My son, almost 46, runs 2 businesses but has addiction issues. All the family have loaned him money since he was in his late teens, very little was paid back
A few years ago he was relying on food banks, so each week we paid for online grocery shopping but refused to give any more cash. Harsh but it had to be done. A few weeks ago he messaged to say he needed 2k to keep business going, I told him bank of mum and dad was empty, I've been off work sick since beginning of November

Our daughter and her husband both have good jobs but have occasionally asked for help. Obviously we helped pay for her wedding 2 years ago

It's a really difficult situation

Have you discussed it with your husband?

I think if AC think parents will continue to bail them out they will never learn to stand on their own 2 feet

Ilovecheese Tue 31-Dec-24 15:31:42

Is he handy? A houseboat could be a good investment if he could smarted it up.

Aldom Tue 31-Dec-24 15:26:49

Thank you for coming back with the information OP.
Would your husband consider helping his son to locate a more suitable houseboat. Only handing over the money at the point of sale. The money would be safe and used for a good purpose. I agree with others., gifting is better than loaning money. I have always given money to my family. But it's for you to decide what is in the best interests of your husband and yourself. Best wishes.

M0nica Tue 31-Dec-24 15:22:53

We sorted both DC's fiancial affairs out when they both individually got themselves into a financial mess at university. We most emphatically made them pay it back. Like BlueBelle, we set up monthly DDs.

We wanted our children to learn that money does not grow on trees, and that if they get into a financial mess they have to sort it out and pay everything back the,selves.

It worked. They are now in their 50s and have been models of financial rectitude since. now, of course, wedo give them money, but randomly and, generally, projet directed.
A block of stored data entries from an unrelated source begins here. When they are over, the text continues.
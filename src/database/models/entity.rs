use std::collections::BTreeMap;

use schemars::JsonSchema;
use serde::{Deserialize, Serialize};
use serde_json::Value;

use crate::database::JsonMap;

/// Closed set of node labels. Unknown values on the wire fail validation.
#[derive(Debug, Clone, Copy, PartialEq, Eq, Hash, Serialize, Deserialize, JsonSchema)]
pub enum EntityType {
    // Codebase entities
    Module,
    File,
    Function,
    Class,
    // Design entities
    Component,
    DesignToken,
    // Business entities
    Contract,
    Requirement,
    Person,
    Concept,
    Feature,
    Document,
    #[serde(rename = "API")]
    Api,
    Chunk,
    Client,
    Project,
    Task,
    // Execution entities
    Workflow,
    Agent,
    Run,
}

impl EntityType {
    pub fn as_str(&self) -> &'static str {
        match self {
            EntityType::Module => "Module",
            EntityType::File => "File",
            EntityType::Function => "Function",
            EntityType::Class => "Class",
            EntityType::Component => "Component",
            EntityType::DesignToken => "DesignToken",
            EntityType::Contract => "Contract",
            EntityType::Requirement => "Requirement",
            EntityType::Person => "Person",
            EntityType::Concept => "Concept",
            EntityType::Feature => "Feature",
            EntityType::Document => "Document",
            EntityType::Api => "API",
            EntityType::Chunk => "Chunk",
            EntityType::Client => "Client",
            EntityType::Project => "Project",
            EntityType::Task => "Task",
            EntityType::Workflow => "Workflow",
            EntityType::Agent => "Agent",
            EntityType::Run => "Run",
        }
    }

    pub fn from_str(s: &str) -> Option<Self> {
        match s {
            "Module" => Some(EntityType::Module),
            "File" => Some(EntityType::File),
            "Function" => Some(EntityType::Function),
            "Class" => Some(EntityType::Class),
            "Component" => Some(EntityType::Component),
            "DesignToken" => Some(EntityType::DesignToken),
            "Contract" => Some(EntityType::Contract),
            "Requirement" => Some(EntityType::Requirement),
            "Person" => Some(EntityType::Person),
            "Concept" => Some(EntityType::Concept),
            "Feature" => Some(EntityType::Feature),
            "Document" => Some(EntityType::Document),
            "API" => Some(EntityType::Api),
            "Chunk" => Some(EntityType::Chunk),
            "Client" => Some(EntityType::Client),
            "Project" => Some(EntityType::Project),
            "Task" => Some(EntityType::Task),
            "Workflow" => Some(EntityType::Workflow),
            "Agent" => Some(EntityType::Agent),
            "Run" => Some(EntityType::Run),
            _ => None,
        }
    }
}

impl std::fmt::Display for EntityType {
    fn fmt(&self, f: &mut std::fmt::Formatter<'_>) -> std::fmt::Result {
        write!(f, "{}", self.as_str())
    }
}

/// Closed set of relationship labels.
#[derive(Debug, Clone, Copy, PartialEq, Eq, Hash, Serialize, Deserialize, JsonSchema)]
#[serde(rename_all = "SCREAMING_SNAKE_CASE")]
pub enum RelationshipType {
    // Codebase relationships
    Imports,
    Exports,
    Calls,
    Contains,
    Extends,
    // Semantic relationships
    Uses,
    Defines,
    Requires,
    References,
    Implements,
    DependsOn,
    RelatedTo,
    // Business relationships
    CreatedBy,
    Owns,
    WorksOn,
    Manages,
}

impl RelationshipType {
    pub fn as_str(&self) -> &'static str {
        match self {
            RelationshipType::Imports => "IMPORTS",
            RelationshipType::Exports => "EXPORTS",
            RelationshipType::Calls => "CALLS",
            RelationshipType::Contains => "CONTAINS",
            RelationshipType::Extends => "EXTENDS",
            RelationshipType::Uses => "USES",
            RelationshipType::Defines => "DEFINES",
            RelationshipType::Requires => "REQUIRES",
            RelationshipType::References => "REFERENCES",
            RelationshipType::Implements => "IMPLEMENTS",
            RelationshipType::DependsOn => "DEPENDS_ON",
            RelationshipType::RelatedTo => "RELATED_TO",
            RelationshipType::CreatedBy => "CREATED_BY",
            RelationshipType::Owns => "OWNS",
            RelationshipType::WorksOn => "WORKS_ON",
            RelationshipType::Manages => "MANAGES",
        }
    }

    pub fn from_str(s: &str) -> Option<Self> {
        match s {
            "IMPORTS" => Some(RelationshipType::Imports),
            "EXPORTS" => Some(RelationshipType::Exports),
            "CALLS" => Some(RelationshipType::Calls),
            "CONTAINS" => Some(RelationshipType::Contains),
            "EXTENDS" => Some(RelationshipType::Extends),
            "USES" => Some(RelationshipType::Uses),
            "DEFINES" => Some(RelationshipType::Defines),
            "REQUIRES" => Some(RelationshipType::Requires),
            "REFERENCES" => Some(RelationshipType::References),
            "IMPLEMENTS" => Some(RelationshipType::Implements),
            "DEPENDS_ON" => Some(RelationshipType::DependsOn),
            "RELATED_TO" => Some(RelationshipType::RelatedTo),
            "CREATED_BY" => Some(RelationshipType::CreatedBy),
            "OWNS" => Some(RelationshipType::Owns),
            "WORKS_ON" => Some(RelationshipType::WorksOn),
            "MANAGES" => Some(RelationshipType::Manages),
            _ => None,
        }
    }
}

impl std::fmt::Display for RelationshipType {
    fn fmt(&self, f: &mut std::fmt::Formatter<'_>) -> std::fmt::Result {
        write!(f, "{}", self.as_str())
    }
}

/// Relationship direction filter for neighbourhood queries.
#[derive(Debug, Clone, Copy, PartialEq, Eq, Serialize, Deserialize, JsonSchema, Default)]
#[serde(rename_all = "lowercase")]
pub enum RelationshipDirection {
    Incoming,
    Outgoing,
    #[default]
    All,
}

// Request structures
#[derive(Debug, Clone, Serialize, Deserialize, JsonSchema)]
pub struct EntityCreate {
    pub name: String,
    #[serde(rename = "type")]
    pub entity_type: EntityType,
    #[serde(default)]
    pub properties: JsonMap,
}

#[derive(Debug, Clone, Serialize, Deserialize, JsonSchema)]
pub struct UpsertEntityRequest {
    pub name: String,
    #[serde(rename = "type")]
    pub entity_type: EntityType,
    #[serde(default)]
    pub properties: JsonMap,
    pub description: Option<String>,
}

#[derive(Debug, Clone, Serialize, Deserialize, JsonSchema)]
pub struct RelationshipCreate {
    pub source_id: String,
    pub target_id: String,
    #[serde(rename = "type")]
    pub relationship_type: RelationshipType,
    #[serde(default)]
    pub properties: JsonMap,
}

#[derive(Debug, Clone, Serialize, Deserialize, JsonSchema)]
pub struct BatchEntityCreate {
    /// Client-side token other batch items may reference.
    #[serde(rename = "ref")]
    pub entity_ref: Option<String>,
    pub name: String,
    #[serde(rename = "type")]
    pub entity_type: EntityType,
    pub description: Option<String>,
    #[serde(default)]
    pub properties: JsonMap,
}

#[derive(Debug, Clone, Serialize, Deserialize, JsonSchema)]
pub struct BatchRelationshipCreate {
    /// A `ref` from the entity list, or a bare graph id.
    #[serde(rename = "from")]
    pub from_ref: String,
    #[serde(rename = "to")]
    pub to_ref: String,
    #[serde(rename = "type")]
    pub relationship_type: RelationshipType,
    #[serde(default)]
    pub properties: JsonMap,
}

#[derive(Debug, Clone, Serialize, Deserialize, JsonSchema)]
pub struct BatchCreateRequest {
    #[serde(default)]
    pub entities: Vec<BatchEntityCreate>,
    #[serde(default)]
    pub relationships: Vec<BatchRelationshipCreate>,
}

#[derive(Debug, Clone, Serialize, Deserialize, JsonSchema)]
pub struct BatchDeleteRequest {
    pub entity_ids: Vec<String>,
}

fn default_dry_run() -> bool {
    true
}

#[derive(Debug, Clone, Serialize, Deserialize, JsonSchema)]
pub struct DeduplicateRequest {
    #[serde(default = "default_dry_run")]
    pub dry_run: bool,
    pub entity_type: Option<EntityType>,
}

// Response structures
#[derive(Debug, Clone, Serialize, Deserialize, JsonSchema)]
pub struct ConnectionResponse {
    pub id: String,
    pub name: String,
    #[serde(rename = "type")]
    pub entity_type: String,
    pub relationship: String,
    pub direction: String,
}

#[derive(Debug, Clone, Serialize, Deserialize, JsonSchema)]
pub struct EntityResponse {
    pub id: String,
    pub name: String,
    #[serde(rename = "type")]
    pub entity_type: String,
    pub properties: Value,
    #[serde(default)]
    pub connections: Vec<ConnectionResponse>,
}

#[derive(Debug, Clone, Serialize, Deserialize, JsonSchema)]
pub struct EntityListResponse {
    pub entities: Vec<EntityResponse>,
    pub total: i64,
    pub page: i64,
    pub page_size: i64,
}

#[derive(Debug, Clone, Serialize, Deserialize, JsonSchema)]
pub struct FindEntityResponse {
    pub entities: Vec<EntityResponse>,
    pub total: i64,
}

#[derive(Debug, Clone, Serialize, Deserialize, JsonSchema)]
pub struct RelationshipResponse {
    pub id: String,
    pub source_id: String,
    pub target_id: String,
    #[serde(rename = "type")]
    pub relationship_type: String,
    pub properties: Value,
    pub source_name: String,
    pub target_name: String,
}

#[derive(Debug, Clone, Serialize, Deserialize, JsonSchema)]
pub struct RelationshipListResponse {
    pub relationships: Vec<RelationshipResponse>,
    pub total: i64,
}

#[derive(Debug, Clone, Serialize, Deserialize, JsonSchema)]
pub struct RelationshipCreated {
    pub id: String,
    #[serde(rename = "type")]
    pub relationship_type: String,
}

/// One relationship as seen from a specific entity.
#[derive(Debug, Clone, Serialize, Deserialize, JsonSchema)]
pub struct EntityRelationship {
    pub id: String,
    #[serde(rename = "type")]
    pub relationship_type: String,
    pub properties: Value,
    pub other_id: String,
    pub other_name: String,
    pub other_type: String,
    pub direction: String,
}

#[derive(Debug, Clone, Serialize, Deserialize, JsonSchema)]
pub struct EntityRelationshipsResponse {
    pub relationships: Vec<EntityRelationship>,
    pub total: i64,
}

#[derive(Debug, Clone, Serialize, Deserialize, JsonSchema)]
pub struct UpsertResponse {
    pub id: String,
    pub name: String,
    pub properties: Value,
    /// Keys of incoming properties that overwrote existing ones.
    pub merged_properties: Vec<String>,
    pub created: bool,
}

#[derive(Debug, Clone, Serialize, Deserialize, JsonSchema)]
pub struct BatchCreatedEntity {
    #[serde(rename = "ref")]
    pub entity_ref: String,
    pub id: String,
    pub name: String,
}

#[derive(Debug, Clone, Serialize, Deserialize, JsonSchema)]
pub struct BatchCreatedRelationship {
    pub id: String,
    pub from: String,
    pub to: String,
    #[serde(rename = "type")]
    pub relationship_type: String,
}

#[derive(Debug, Clone, Serialize, Deserialize, JsonSchema)]
pub struct BatchCreateResponse {
    pub entities_created: Vec<BatchCreatedEntity>,
    pub relationships_created: Vec<BatchCreatedRelationship>,
    pub errors: Vec<String>,
}

#[derive(Debug, Clone, Serialize, Deserialize, JsonSchema)]
pub struct BatchDeleteResponse {
    pub deleted: i64,
}

#[derive(Debug, Clone, Serialize, Deserialize, JsonSchema)]
pub struct DuplicateEntity {
    pub id: String,
    pub name: String,
    pub properties: Value,
}

#[derive(Debug, Clone, Serialize, Deserialize, JsonSchema)]
pub struct DuplicateGroup {
    pub name: String,
    #[serde(rename = "type")]
    pub entity_type: String,
    pub entities: Vec<DuplicateEntity>,
    pub recommended_keep: String,
}

#[derive(Debug, Clone, Serialize, Deserialize, JsonSchema)]
pub struct DeduplicateResponse {
    pub duplicate_groups: Vec<DuplicateGroup>,
    pub total_duplicates: usize,
    pub merged: usize,
}

#[derive(Debug, Clone, Serialize, Deserialize, JsonSchema)]
pub struct GraphStats {
    pub node_count: i64,
    pub edge_count: i64,
    pub types: BTreeMap<String, i64>,
}

// Raw graph slices used by visualization and snapshot export.
#[derive(Debug, Clone, Serialize, Deserialize, JsonSchema)]
pub struct GraphDataNode {
    pub id: String,
    pub name: String,
    #[serde(rename = "type")]
    pub entity_type: String,
    pub properties: Value,
}

#[derive(Debug, Clone, Serialize, Deserialize, JsonSchema)]
pub struct GraphDataEdge {
    pub id: String,
    pub source: String,
    pub target: String,
    #[serde(rename = "type")]
    pub relationship_type: String,
}

#[derive(Debug, Clone, Serialize, Deserialize, JsonSchema, Default)]
pub struct GraphData {
    pub nodes: Vec<GraphDataNode>,
    pub edges: Vec<GraphDataEdge>,
}

#[derive(Debug, Clone, Serialize, Deserialize, JsonSchema)]
pub struct GraphCounts {
    pub node_count: usize,
    pub edge_count: usize,
}

#[derive(Debug, Clone, Serialize, Deserialize, JsonSchema)]
pub struct FullGraphData {
    pub nodes: Vec<GraphDataNode>,
    pub edges: Vec<GraphDataEdge>,
    pub stats: GraphCounts,
}

#[derive(Debug, Clone, Serialize, Deserialize, JsonSchema)]
pub struct CypherRequest {
    pub query: String,
}

#[derive(Debug, Clone, Serialize, Deserialize, JsonSchema)]
pub struct CypherResponse {
    pub results: Vec<Value>,
    pub columns: Vec<String>,
    pub row_count: usize,
}

#[cfg(test)]
mod tests {
    use super::*;

    #[test]
    fn entity_type_round_trips_on_the_wire() {
        let api: EntityType = serde_json::from_str("\"API\"").unwrap();
        assert_eq!(api, EntityType::Api);
        assert_eq!(serde_json::to_string(&api).unwrap(), "\"API\"");

        let token: EntityType = serde_json::from_str("\"DesignToken\"").unwrap();
        assert_eq!(token.as_str(), "DesignToken");
    }

    #[test]
    fn unknown_entity_type_is_rejected() {
        assert!(serde_json::from_str::<EntityType>("\"Widget\"").is_err());
        assert!(EntityType::from_str("widget").is_none());
    }

    #[test]
    fn relationship_type_uses_screaming_snake_case() {
        let depends: RelationshipType = serde_json::from_str("\"DEPENDS_ON\"").unwrap();
        assert_eq!(depends, RelationshipType::DependsOn);
        assert_eq!(depends.as_str(), "DEPENDS_ON");
        assert!(serde_json::from_str::<RelationshipType>("\"KNOWS\"").is_err());
    }

    #[test]
    fn deduplicate_request_defaults_to_dry_run() {
        let req: DeduplicateRequest = serde_json::from_str("{}").unwrap();
        assert!(req.dry_run);
        assert!(req.entity_type.is_none());
    }
}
I have seen and advised too many people who constantly bailed their children out of every problem and seen the damage it does to the children and also the relationship between parent and child, for me ever to make that mistake myself.

Wyllow3 Tue 31-Dec-24 15:17:04

pascal30

If his son hasn't asked for the loan and your husband wishes to support him becoming more independent I think it should be your husband's choice..

However I completely agree with Norah.. make it a gift.. or if you feel strongly that you cannot afford to help him then make your wishes known.. Loans often lead to fallouts

I agree, has to be a gift.

(but of course it really depends on your own finances as to how significant it is)

He sounds like someone who isn't navigating life very easily, and it may well come to nothing, but even at 40 you have to make your own mistakes.

Or even, you never know, something good might come of it.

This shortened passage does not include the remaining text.